The release of mature virions from the host cell is the final step in viral multiplication. The mechanism of release varies with the type of virus. In some animal virus infection, the host cell disintegrates, releasing the virions. Naked virions are generally released in a burst-like fashion (all at once) as the cells disintegrate, or lyse. Alternatively, they may be extruded from the cell over a period of time by exocytosis, a process that is essentially the reverse of the penetration process shown in FIGURE 15.28B. With a few naked animal and plant viruses, the host cells are not destroyed. The virions leave the cells by special channels (tubules) over an extended period of time.

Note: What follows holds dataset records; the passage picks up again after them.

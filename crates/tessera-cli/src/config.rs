//! CLI configuration management

use serde::{Deserialize, Serialize};
use std::path::{Path, PathBuf};
use std::time::Duration;

use tessera_sdk::orchestrator::{DEFAULT_GAS, RESOURCE_UNAVAILABLE};
use tessera_sdk::transport::DEFAULT_HTTP_ENDPOINT;
use tessera_sdk::types::parse_address;
use tessera_sdk::OrchestratorConfig;

use crate::CliError;

/// Which transport reaches the node
#[derive(Debug, Clone, Copy, PartialEq, Eq, Serialize, Deserialize)]
#[serde(rename_all = "lowercase")]
pub enum TransportKind {
    /// Unix domain socket
    Ipc,
    /// HTTP POST
    Http,
}

impl std::fmt::Display for TransportKind {
    fn fmt(&self, f: &mut std::fmt::Formatter<'_>) -> std::fmt::Result {
        match self {
            TransportKind::Ipc => write!(f, "ipc"),
            TransportKind::Http => write!(f, "http"),
        }
    }
}

/// CLI configuration
#[derive(Debug, Clone, PartialEq, Serialize, Deserialize)]
pub struct Config {
    /// Transport used for every command
    #[serde(default = "default_transport")]
    pub transport: TransportKind,
    /// IPC socket path; the node's default location when unset
    #[serde(default)]
    pub ipc_path: Option<PathBuf>,
    /// HTTP endpoint URL
    #[serde(default = "default_http_url")]
    pub http_url: String,
    /// Seconds between confirmation checks
    #[serde(default = "default_block_time_secs")]
    pub block_time_secs: u64,
    /// Checks per submission
    #[serde(default = "default_max_tries")]
    pub max_tries: u32,
    /// Resends after a submission is exhausted
    #[serde(default = "default_max_resubmissions")]
    pub max_resubmissions: u32,
    /// Ignore `max_resubmissions` and resend until confirmed
    #[serde(default)]
    pub resubmit_forever: bool,
    /// Resends while the node reports itself busy
    #[serde(default = "default_max_busy_retries")]
    pub max_busy_retries: u32,
    /// Error codes treated as "busy"
    #[serde(default = "default_busy_codes")]
    pub busy_codes: Vec<i64>,
    /// Gas ceiling for transactions and deployments
    #[serde(default = "default_gas")]
    pub gas: u64,
    /// Sender address; the node's coinbase when unset
    #[serde(default)]
    pub sender: Option<String>,
    /// Contract compiler executable
    #[serde(default = "default_compiler")]
    pub compiler: String,
}

fn default_transport() -> TransportKind {
    TransportKind::Ipc
}

fn default_http_url() -> String {
    DEFAULT_HTTP_ENDPOINT.to_string()
}

fn default_block_time_secs() -> u64 {
    12
}

fn default_max_tries() -> u32 {
    10
}

fn default_max_resubmissions() -> u32 {
    5
}

fn default_max_busy_retries() -> u32 {
    10
}

fn default_busy_codes() -> Vec<i64> {
    vec![RESOURCE_UNAVAILABLE]
}

fn default_gas() -> u64 {
    DEFAULT_GAS
}

fn default_compiler() -> String {
    "serpent".to_string()
}

impl Default for Config {
    fn default() -> Self {
        Self {
            transport: default_transport(),
            ipc_path: None,
            http_url: default_http_url(),
            block_time_secs: default_block_time_secs(),
            max_tries: default_max_tries(),
            max_resubmissions: default_max_resubmissions(),
            resubmit_forever: false,
            max_busy_retries: default_max_busy_retries(),
            busy_codes: default_busy_codes(),
            gas: default_gas(),
            sender: None,
            compiler: default_compiler(),
        }
    }
}

impl Config {
    /// Get the config directory path
    pub fn config_dir() -> Option<PathBuf> {
        dirs::home_dir().map(|h| h.join(".tessera"))
    }

    /// Get the config file path
    pub fn config_path() -> Option<PathBuf> {
        Self::config_dir().map(|d| d.join("config.toml"))
    }

    /// Load config from the default location, or defaults when there is none
    pub fn load() -> Result<Self, CliError> {
        match Self::config_path() {
            Some(path) => Self::load_from(&path),
            None => Ok(Self::default()),
        }
    }

    /// Load config from `path`; a missing file yields defaults
    pub fn load_from(path: &Path) -> Result<Self, CliError> {
        if !path.exists() {
            return Ok(Self::default());
        }
        let content = std::fs::read_to_string(path)?;
        Ok(toml::from_str(&content)?)
    }

    /// Save config to the default location
    pub fn save(&self) -> Result<PathBuf, CliError> {
        let path = Self::config_path()
            .ok_or_else(|| CliError::Config("Cannot determine config path".to_string()))?;
        self.save_to(&path)?;
        Ok(path)
    }

    /// Save config to `path`, creating parent directories
    pub fn save_to(&self, path: &Path) -> Result<(), CliError> {
        if let Some(parent) = path.parent() {
            std::fs::create_dir_all(parent)?;
        }
        let content = toml::to_string_pretty(self)?;
        std::fs::write(path, content)?;
        Ok(())
    }

    /// Orchestrator settings derived from this config
    pub fn orchestrator_config(&self) -> Result<OrchestratorConfig, CliError> {
        let sender = self.sender.as_deref().map(parse_address).transpose()?;
        Ok(OrchestratorConfig {
            block_time: Duration::from_secs(self.block_time_secs),
            max_tries: self.max_tries,
            max_resubmissions: (!self.resubmit_forever).then_some(self.max_resubmissions),
            max_busy_retries: self.max_busy_retries,
            busy_codes: self.busy_codes.clone(),
            gas: self.gas,
            sender,
        })
    }
}
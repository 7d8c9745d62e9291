//! Subcommand implementations

pub mod call;
pub mod deploy;
pub mod rpc;
pub mod send;

use std::path::PathBuf;

use serde_json::Value;
use tessera_sdk::transport::{HttpTransport, Transport};
use tessera_sdk::RpcClient;
use tracing::debug;

use crate::config::{Config, TransportKind};
use crate::record::BuildRecord;
use crate::CliError;

/// Open a client over the configured transport
pub async fn connect(config: &Config) -> Result<RpcClient, CliError> {
    let transport: Box<dyn Transport> = match config.transport {
        TransportKind::Http => Box::new(HttpTransport::new(&config.http_url)),
        TransportKind::Ipc => ipc_transport(config)?,
    };
    let mut client = RpcClient::with_transport(transport);
    client.connect().await?;
    debug!(endpoint = %client.endpoint(), "Connected to node");
    Ok(client)
}

#[cfg(unix)]
fn ipc_transport(config: &Config) -> Result<Box<dyn Transport>, CliError> {
    use tessera_sdk::transport::{default_ipc_path, IpcTransport};

    let path = config.ipc_path.clone().unwrap_or_else(default_ipc_path);
    Ok(Box::new(IpcTransport::new(path)))
}

#[cfg(not(unix))]
fn ipc_transport(_config: &Config) -> Result<Box<dyn Transport>, CliError> {
    Err(CliError::InvalidInput(
        "IPC transport requires a Unix platform; use --http".to_string(),
    ))
}

/// Build record path for the current directory
pub fn record_path() -> Result<PathBuf, CliError> {
    Ok(BuildRecord::locate(&std::env::current_dir()?))
}

/// One line per value: strings bare, everything else as JSON
pub fn plain_lines(values: &[Value]) -> String {
    values
        .iter()
        .map(|v| match v {
            Value::String(s) => s.clone(),
            other => other.to_string(),
        })
        .collect::<Vec<_>>()
        .join("\n")
}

Enveloped animal viruses (and presumably enveloped plant viruses) are released by budding through special areas of the host-cell membrane coded for by the virus. In this process, the virions acquire a portion of the host membrane. Budding may take place along the cytoplasmic membrane, the nuclear membrane, or even other intracytoplasmic membranes. It involves a protrusion outward, or bud, by a membrane that is associated with a nucleocapsid. This protrusion soon pinches off to form a closed sac that completely surrounds the nucleocapsid. Then the bud is excised by the action of special enzymes on the envelope surface. For example, the spikes that project from the envelope of influenza viruses are composed of a releasing enzyme called neuraminidase [SEE FIGURE 15.6]. If a virion becomes envelope by budding at the cytoplasmic membrane, it is automatically released from the cell at the same time. If the envelope comes from internal membranes, the mature virus is usually released by exocytosis or through special channels. Poxviruses appear to acquire their envelope de novo by biosynthesis within the cytoplasm.

The yield of virus particles per cell varies with the virus, the type of cell, and the growth conditions. The average yield of plant and animal virions range from several thousand to about 1 million per cell, compared with a yield of only several hundred phages from a bacterial cell.

As an example of the viral replicative process in the eukaryotic cell, FIGURE 15.29 illustrates the replication of the herpes simplex virus, which is the cause of “fever blisters” (“cold sores”) and genital herpes. As you can see in the figure, the event related to biosynthesis occurs in both the nucleus and the cytoplasm, with the assembly of the virion initiated in the nucleus. The nucleocapsids of these viruses then migrate to the cytoplasmic membrane (after envelopment by budding through the nuclear membrane). There the mature enveloped viruses apparently reach the surface of the cell through cytoplasmic channels.

References

Arvind, Keshari K. and Kamal K Adhikari. A Textbook of Biology. Vidyarthi Pustak Bhander.

Michael J.Pleczar JR, Chan E.C.S. and Noel R. Krieg. Microbiology. Tata Mc GrawHill, 1993.

Powar. and Daginawala. General Microbiology.

Rangaswami and Bagyaraj D.J. Agricultural Microbiology.